Brief:
Word for word, restate the lines that run from the line containing "pub use page::PageDriver;" to the last line of the records below.

[Extracted records]
◆ ◆ ◆ ◆ ◆ ◆ ◆
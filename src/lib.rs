//! Ref-addressed page snapshots and action replay.
//!
//! A remote caller drives a live web page by short-lived references
//! (`e1`, `e2`, ...) instead of fragile CSS selectors: one call builds a
//! deterministic snapshot of the document, later calls replay actions
//! against the refs it handed out.
//!
//! ## Architecture
//!
//! ```text
//! ┌──────────────────────┐   capture (serialized)   ┌──────────────────┐
//! │  SnapshotController  │ ◄──────────────────────── │    PageDriver    │
//! │   walker → store     │ ────────────────────────► │ (CDP, Playwright,│
//! │   resolver → dispatch│   click/fill/... by       │   test fake)     │
//! └──────────────────────┘   resolved selector       └──────────────────┘
//! ```
//!
//! The walker never touches the live page: the driver serializes the
//! document once per capture (element tree, computed styles, layout boxes,
//! form state), and the walk, compaction, and ref assignment all happen on
//! that payload. Dispatch resolves a ref to the selector recorded at
//! generation time and delegates to the driver; nothing re-verifies the
//! page in between, so a stale selector fails with whatever error the
//! driver reports.
//!
//! ## Example
//!
//! ```rust,ignore
//! use pagelens::{ActionRequest, SnapshotController, SnapshotOptions};
//!
//! let controller = SnapshotController::new(driver);
//! let snapshot = controller.generate(&SnapshotOptions::default().interactive(true)).await?;
//! println!("{}", snapshot.to_text());
//! controller.dispatch(ActionRequest::new("@e1", "click")).await?;
//! ```

pub mod actions;
pub mod controller;
pub mod dom;
pub mod error;
pub mod page;
pub mod snapshot;

pub use actions::{ActionReceipt, ActionRequest, SUPPORTED_ACTIONS, VALUE_ACTIONS};
pub use controller::SnapshotController;
pub use dom::{RawDocument, RawElement, RawStyle, Viewport};
pub use error::{DispatchError, PageError, SnapshotError};
pub use page::PageDriver;
pub use snapshot::{Snapshot, SnapshotNode, SnapshotOptions, SnapshotStore, find_by_ref, normalize_ref};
◆ ◆ ◆ ◆ ◆ ◆ ◆
Output:
pub use page::PageDriver;
pub use snapshot::{Snapshot, SnapshotNode, SnapshotOptions, SnapshotStore, find_by_ref, normalize_ref};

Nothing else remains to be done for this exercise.